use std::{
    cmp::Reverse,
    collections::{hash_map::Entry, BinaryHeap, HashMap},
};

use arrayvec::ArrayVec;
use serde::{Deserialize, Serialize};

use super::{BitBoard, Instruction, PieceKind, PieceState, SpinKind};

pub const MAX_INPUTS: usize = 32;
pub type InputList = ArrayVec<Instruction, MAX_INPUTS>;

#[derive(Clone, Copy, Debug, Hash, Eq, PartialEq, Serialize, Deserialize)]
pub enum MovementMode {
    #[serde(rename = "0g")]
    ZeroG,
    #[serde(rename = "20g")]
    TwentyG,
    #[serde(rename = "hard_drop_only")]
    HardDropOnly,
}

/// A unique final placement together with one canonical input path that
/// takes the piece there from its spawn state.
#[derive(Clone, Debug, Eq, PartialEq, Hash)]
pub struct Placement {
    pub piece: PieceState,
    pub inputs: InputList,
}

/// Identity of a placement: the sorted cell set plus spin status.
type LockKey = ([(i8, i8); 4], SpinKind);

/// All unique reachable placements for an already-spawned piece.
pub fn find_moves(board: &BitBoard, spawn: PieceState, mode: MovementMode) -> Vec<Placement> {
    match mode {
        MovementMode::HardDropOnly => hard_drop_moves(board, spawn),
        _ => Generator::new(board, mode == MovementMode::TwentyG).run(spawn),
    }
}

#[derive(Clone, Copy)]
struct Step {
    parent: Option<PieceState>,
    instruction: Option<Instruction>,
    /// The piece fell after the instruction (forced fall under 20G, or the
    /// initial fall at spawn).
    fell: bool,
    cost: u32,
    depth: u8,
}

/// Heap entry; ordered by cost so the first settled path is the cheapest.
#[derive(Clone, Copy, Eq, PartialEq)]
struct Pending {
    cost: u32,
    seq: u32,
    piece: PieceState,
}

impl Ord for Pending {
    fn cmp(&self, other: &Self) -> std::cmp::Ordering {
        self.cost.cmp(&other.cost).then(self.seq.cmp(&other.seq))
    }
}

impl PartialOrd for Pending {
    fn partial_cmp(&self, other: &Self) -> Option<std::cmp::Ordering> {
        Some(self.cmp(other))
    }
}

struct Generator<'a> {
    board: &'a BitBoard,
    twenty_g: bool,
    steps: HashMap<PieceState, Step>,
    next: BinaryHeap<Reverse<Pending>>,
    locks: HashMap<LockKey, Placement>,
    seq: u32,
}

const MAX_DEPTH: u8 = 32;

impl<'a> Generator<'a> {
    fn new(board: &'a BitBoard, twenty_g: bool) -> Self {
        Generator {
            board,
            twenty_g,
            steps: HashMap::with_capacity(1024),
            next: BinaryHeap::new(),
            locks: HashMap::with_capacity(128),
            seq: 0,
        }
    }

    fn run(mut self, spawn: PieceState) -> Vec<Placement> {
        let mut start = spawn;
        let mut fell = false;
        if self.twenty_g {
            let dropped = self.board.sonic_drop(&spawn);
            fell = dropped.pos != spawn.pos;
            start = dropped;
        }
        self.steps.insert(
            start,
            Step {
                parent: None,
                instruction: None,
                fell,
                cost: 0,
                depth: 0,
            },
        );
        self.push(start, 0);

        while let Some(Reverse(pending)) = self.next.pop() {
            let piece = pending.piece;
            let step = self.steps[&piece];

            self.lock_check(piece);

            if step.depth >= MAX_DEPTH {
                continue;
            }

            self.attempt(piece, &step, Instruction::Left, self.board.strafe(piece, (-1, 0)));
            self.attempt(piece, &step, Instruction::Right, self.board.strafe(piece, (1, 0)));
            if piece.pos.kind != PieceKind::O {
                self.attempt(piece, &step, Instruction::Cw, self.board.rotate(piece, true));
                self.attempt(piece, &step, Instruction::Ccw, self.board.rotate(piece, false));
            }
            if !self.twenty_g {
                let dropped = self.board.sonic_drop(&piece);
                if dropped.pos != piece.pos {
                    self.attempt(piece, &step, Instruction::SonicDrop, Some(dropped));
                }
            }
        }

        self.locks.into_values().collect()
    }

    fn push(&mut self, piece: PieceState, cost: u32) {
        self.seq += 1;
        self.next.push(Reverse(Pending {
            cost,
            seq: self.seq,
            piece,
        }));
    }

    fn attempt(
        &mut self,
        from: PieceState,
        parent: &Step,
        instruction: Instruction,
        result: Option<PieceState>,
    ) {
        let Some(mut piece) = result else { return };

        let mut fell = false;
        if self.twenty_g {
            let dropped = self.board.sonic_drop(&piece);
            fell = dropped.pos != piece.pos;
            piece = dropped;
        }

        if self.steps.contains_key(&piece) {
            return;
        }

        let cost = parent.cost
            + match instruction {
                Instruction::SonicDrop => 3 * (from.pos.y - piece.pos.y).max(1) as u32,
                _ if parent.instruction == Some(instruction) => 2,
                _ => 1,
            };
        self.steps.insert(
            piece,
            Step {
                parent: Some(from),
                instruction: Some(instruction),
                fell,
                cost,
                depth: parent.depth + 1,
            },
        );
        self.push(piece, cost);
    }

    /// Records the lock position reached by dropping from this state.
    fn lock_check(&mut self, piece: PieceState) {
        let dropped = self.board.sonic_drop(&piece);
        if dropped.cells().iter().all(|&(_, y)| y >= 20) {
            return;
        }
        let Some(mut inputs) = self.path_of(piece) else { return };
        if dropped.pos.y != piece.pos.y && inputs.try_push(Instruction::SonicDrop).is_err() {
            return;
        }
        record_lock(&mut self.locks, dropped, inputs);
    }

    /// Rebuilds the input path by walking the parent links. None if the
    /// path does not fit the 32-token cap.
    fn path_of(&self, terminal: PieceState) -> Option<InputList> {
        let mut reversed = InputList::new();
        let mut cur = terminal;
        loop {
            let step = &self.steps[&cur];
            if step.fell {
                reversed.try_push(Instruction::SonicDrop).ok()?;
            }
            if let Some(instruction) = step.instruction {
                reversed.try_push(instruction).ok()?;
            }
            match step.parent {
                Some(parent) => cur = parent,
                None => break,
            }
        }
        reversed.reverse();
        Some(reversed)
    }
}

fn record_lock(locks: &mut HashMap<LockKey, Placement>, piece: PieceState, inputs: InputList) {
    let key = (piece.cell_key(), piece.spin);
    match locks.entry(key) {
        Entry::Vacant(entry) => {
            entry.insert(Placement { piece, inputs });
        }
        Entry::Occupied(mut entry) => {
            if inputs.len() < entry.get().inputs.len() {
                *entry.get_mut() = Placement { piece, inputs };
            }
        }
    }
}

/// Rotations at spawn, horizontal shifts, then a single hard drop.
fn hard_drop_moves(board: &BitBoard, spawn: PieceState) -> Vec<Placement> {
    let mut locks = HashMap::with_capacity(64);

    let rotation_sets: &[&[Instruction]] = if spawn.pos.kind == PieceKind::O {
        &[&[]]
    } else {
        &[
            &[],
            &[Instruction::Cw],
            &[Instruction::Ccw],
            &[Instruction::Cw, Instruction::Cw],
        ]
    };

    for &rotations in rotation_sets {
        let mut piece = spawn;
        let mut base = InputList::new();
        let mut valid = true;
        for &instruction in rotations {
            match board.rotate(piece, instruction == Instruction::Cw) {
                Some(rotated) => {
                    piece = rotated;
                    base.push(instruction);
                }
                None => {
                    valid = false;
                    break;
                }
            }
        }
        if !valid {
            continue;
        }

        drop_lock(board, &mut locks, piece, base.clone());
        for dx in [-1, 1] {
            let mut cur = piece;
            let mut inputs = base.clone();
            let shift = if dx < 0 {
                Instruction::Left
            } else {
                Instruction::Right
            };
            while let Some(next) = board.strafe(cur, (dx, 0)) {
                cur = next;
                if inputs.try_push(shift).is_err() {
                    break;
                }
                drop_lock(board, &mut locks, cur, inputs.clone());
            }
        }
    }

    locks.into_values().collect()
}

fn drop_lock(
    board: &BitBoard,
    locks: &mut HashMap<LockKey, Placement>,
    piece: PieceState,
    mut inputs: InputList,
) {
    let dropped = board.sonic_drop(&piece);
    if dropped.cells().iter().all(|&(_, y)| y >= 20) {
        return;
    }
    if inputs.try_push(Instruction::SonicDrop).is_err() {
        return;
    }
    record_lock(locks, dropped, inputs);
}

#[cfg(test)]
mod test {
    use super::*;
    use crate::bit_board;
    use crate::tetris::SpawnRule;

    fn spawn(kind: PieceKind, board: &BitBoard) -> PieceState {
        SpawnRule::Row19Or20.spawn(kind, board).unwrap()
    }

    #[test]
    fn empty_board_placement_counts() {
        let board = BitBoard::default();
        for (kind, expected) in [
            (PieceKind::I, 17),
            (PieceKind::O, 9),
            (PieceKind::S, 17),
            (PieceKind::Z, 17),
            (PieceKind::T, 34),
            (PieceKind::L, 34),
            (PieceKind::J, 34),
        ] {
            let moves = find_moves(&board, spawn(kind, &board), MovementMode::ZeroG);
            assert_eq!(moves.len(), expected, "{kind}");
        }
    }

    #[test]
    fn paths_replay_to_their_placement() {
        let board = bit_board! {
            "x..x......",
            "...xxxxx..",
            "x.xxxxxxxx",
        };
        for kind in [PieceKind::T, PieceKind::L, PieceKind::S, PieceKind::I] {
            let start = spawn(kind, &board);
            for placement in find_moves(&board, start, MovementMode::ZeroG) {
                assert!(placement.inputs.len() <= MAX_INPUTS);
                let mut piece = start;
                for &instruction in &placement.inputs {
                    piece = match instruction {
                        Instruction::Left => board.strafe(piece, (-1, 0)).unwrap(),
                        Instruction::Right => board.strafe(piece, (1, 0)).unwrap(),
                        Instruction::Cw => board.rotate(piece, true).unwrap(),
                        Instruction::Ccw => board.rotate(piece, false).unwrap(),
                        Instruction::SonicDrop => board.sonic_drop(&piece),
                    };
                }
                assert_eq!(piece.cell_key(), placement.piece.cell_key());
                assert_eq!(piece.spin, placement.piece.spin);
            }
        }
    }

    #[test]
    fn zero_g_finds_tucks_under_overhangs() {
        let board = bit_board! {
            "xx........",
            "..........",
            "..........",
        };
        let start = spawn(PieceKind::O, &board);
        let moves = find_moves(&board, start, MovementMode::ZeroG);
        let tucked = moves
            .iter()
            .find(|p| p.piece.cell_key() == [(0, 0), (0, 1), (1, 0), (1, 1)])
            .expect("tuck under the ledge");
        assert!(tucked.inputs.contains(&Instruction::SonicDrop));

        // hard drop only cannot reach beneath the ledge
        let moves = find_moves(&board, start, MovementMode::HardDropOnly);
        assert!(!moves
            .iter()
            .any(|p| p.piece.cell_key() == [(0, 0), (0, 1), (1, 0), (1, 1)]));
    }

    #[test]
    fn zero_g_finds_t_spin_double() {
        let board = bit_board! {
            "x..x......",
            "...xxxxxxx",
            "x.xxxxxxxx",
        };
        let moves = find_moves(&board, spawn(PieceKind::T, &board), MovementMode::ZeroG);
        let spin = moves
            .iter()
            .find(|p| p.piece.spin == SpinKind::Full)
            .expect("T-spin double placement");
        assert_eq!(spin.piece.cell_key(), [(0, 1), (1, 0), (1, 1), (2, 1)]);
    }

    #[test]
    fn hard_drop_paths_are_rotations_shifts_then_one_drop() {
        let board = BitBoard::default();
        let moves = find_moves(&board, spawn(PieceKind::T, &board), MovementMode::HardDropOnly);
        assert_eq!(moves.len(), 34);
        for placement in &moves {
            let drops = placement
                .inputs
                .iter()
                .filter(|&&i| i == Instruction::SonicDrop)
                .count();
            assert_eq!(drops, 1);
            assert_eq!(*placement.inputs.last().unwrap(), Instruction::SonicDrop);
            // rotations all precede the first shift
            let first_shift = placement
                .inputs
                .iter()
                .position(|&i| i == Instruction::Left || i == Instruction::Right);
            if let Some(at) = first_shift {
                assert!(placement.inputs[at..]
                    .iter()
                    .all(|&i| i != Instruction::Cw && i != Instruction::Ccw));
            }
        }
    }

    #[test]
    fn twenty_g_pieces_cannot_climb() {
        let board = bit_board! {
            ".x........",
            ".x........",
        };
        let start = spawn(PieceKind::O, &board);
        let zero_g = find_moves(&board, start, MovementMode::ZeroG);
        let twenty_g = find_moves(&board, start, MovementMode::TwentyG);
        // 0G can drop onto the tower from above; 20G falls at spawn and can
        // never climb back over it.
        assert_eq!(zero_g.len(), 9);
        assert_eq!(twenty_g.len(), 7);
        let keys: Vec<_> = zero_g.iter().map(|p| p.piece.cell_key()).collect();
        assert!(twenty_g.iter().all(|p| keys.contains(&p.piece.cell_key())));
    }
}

Assignment: Search the data for the string "other" and copy out every line where it is found.

Solution:
    fn cmp(&self, other: &Self) -> std::cmp::Ordering {
        self.cost.cmp(&other.cost).then(self.seq.cmp(&other.seq))
    fn partial_cmp(&self, other: &Self) -> Option<std::cmp::Ordering> {
        Some(self.cmp(other))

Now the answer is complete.